§ TASK STATEMENT: How many lines in the data below have the string "name"? Reply with the number alone.

§ MATERIAL SUPPLIED:
--

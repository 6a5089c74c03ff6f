//! Email/password identity: sign-up, sign-in, sign-out and token resolution.

use sha2::{Digest, Sha256};
use tracing::{debug, info, warn};
use uuid::Uuid;
use validator::Validate;

use crate::{
    dao::models::{CredentialEntity, UserEntity},
    dto::{
        auth::{AuthResponse, SignInRequest, SignUpRequest},
        user::UserProfile,
        validation::normalize_email,
    },
    error::ServiceError,
    services::sse_events,
    state::SharedState,
};

const SALT_LEN: usize = 16;
/// Same message for unknown email and wrong password.
const INVALID_CREDENTIALS: &str = "invalid email or password";

fn hash_password(salt: &str, password: &str) -> String {
    let mut hasher = Sha256::new();
    hasher.update(salt.as_bytes());
    hasher.update(password.as_bytes());
    hex::encode(hasher.finalize())
}

fn new_credential(user_id: Uuid, email: &str, password: &str) -> CredentialEntity {
    let salt = hex::encode(rand::random::<[u8; SALT_LEN]>());
    CredentialEntity {
        user_id,
        email: email.to_owned(),
        password_hash: hash_password(&salt, password),
        salt,
    }
}

fn verify_password(credential: &CredentialEntity, password: &str) -> bool {
    hash_password(&credential.salt, password) == credential.password_hash
}

/// Register a new user and sign them in.
pub async fn sign_up(
    state: &SharedState,
    payload: SignUpRequest,
) -> Result<AuthResponse, ServiceError> {
    payload.validate()?;
    let name = payload.name.trim();
    if name.is_empty() {
        return Err(ServiceError::InvalidInput("name must not be blank".into()));
    }
    let store = state.require_session_store().await?;
    let email = normalize_email(&payload.email);

    if store.find_credential(email.clone()).await?.is_some() {
        return Err(ServiceError::Conflict(format!(
            "email `{email}` is already registered"
        )));
    }

    let user = UserEntity::new(name.to_owned(), email.clone());
    // Credential first: its uniqueness per email arbitrates concurrent sign-ups.
    store
        .insert_credential(new_credential(user.id, &email, &payload.password))
        .await?;
    let user = match store.save_user(user).await {
        Ok(user) => user,
        Err(err) => {
            // Without its user the credential would lock the email forever.
            if let Err(cleanup) = store.delete_credential(email.clone()).await {
                warn!(%email, error = %cleanup, "failed to remove credential of aborted sign-up");
            }
            return Err(err.into());
        }
    };

    info!(user = %user.id, "user signed up");
    Ok(issue_token(state, user))
}

/// Verify credentials and issue a new token.
pub async fn sign_in(
    state: &SharedState,
    payload: SignInRequest,
) -> Result<AuthResponse, ServiceError> {
    payload.validate()?;
    let store = state.require_session_store().await?;
    let email = normalize_email(&payload.email);

    let credential = store
        .find_credential(email)
        .await?
        .filter(|credential| verify_password(credential, &payload.password))
        .ok_or_else(|| ServiceError::Unauthorized(INVALID_CREDENTIALS.into()))?;

    let user = store
        .find_user(credential.user_id)
        .await?
        .ok_or_else(|| ServiceError::Unauthorized(INVALID_CREDENTIALS.into()))?;

    debug!(user = %user.id, "user signed in");
    Ok(issue_token(state, user))
}

fn issue_token(state: &SharedState, user: UserEntity) -> AuthResponse {
    let token = state.identity().issue(user.id);
    sse_events::broadcast_auth_state(state, user.id, true);
    AuthResponse {
        token,
        user: user.into(),
    }
}

/// Revoke `token`; the last sign-out of a user also closes their search widgets.
pub fn sign_out(state: &SharedState, token: &str) -> Result<(), ServiceError> {
    let user = state
        .identity()
        .revoke(token)
        .ok_or_else(|| ServiceError::Unauthorized("unknown session token".into()))?;

    if !state.identity().is_signed_in(user) {
        let closed = state.searches().close_owned_by(user);
        debug!(%user, closed, "closed search widgets after last sign-out");
    }
    sse_events::broadcast_auth_state(state, user, false);
    Ok(())
}

/// Resolve a session token to the user it was issued to.
pub fn authenticate(state: &SharedState, token: &str) -> Result<Uuid, ServiceError> {
    state
        .identity()
        .resolve(token)
        .ok_or_else(|| ServiceError::Unauthorized("unknown session token".into()))
}

pub async fn current_user(state: &SharedState, user: Uuid) -> Result<UserProfile, ServiceError> {
    let store = state.require_session_store().await?;
    store
        .find_user(user)
        .await?
        .map(UserProfile::from)
        .ok_or_else(|| ServiceError::NotFound(format!("user `{user}` not found")))
}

--

§ THE COMPLETED TASK: 4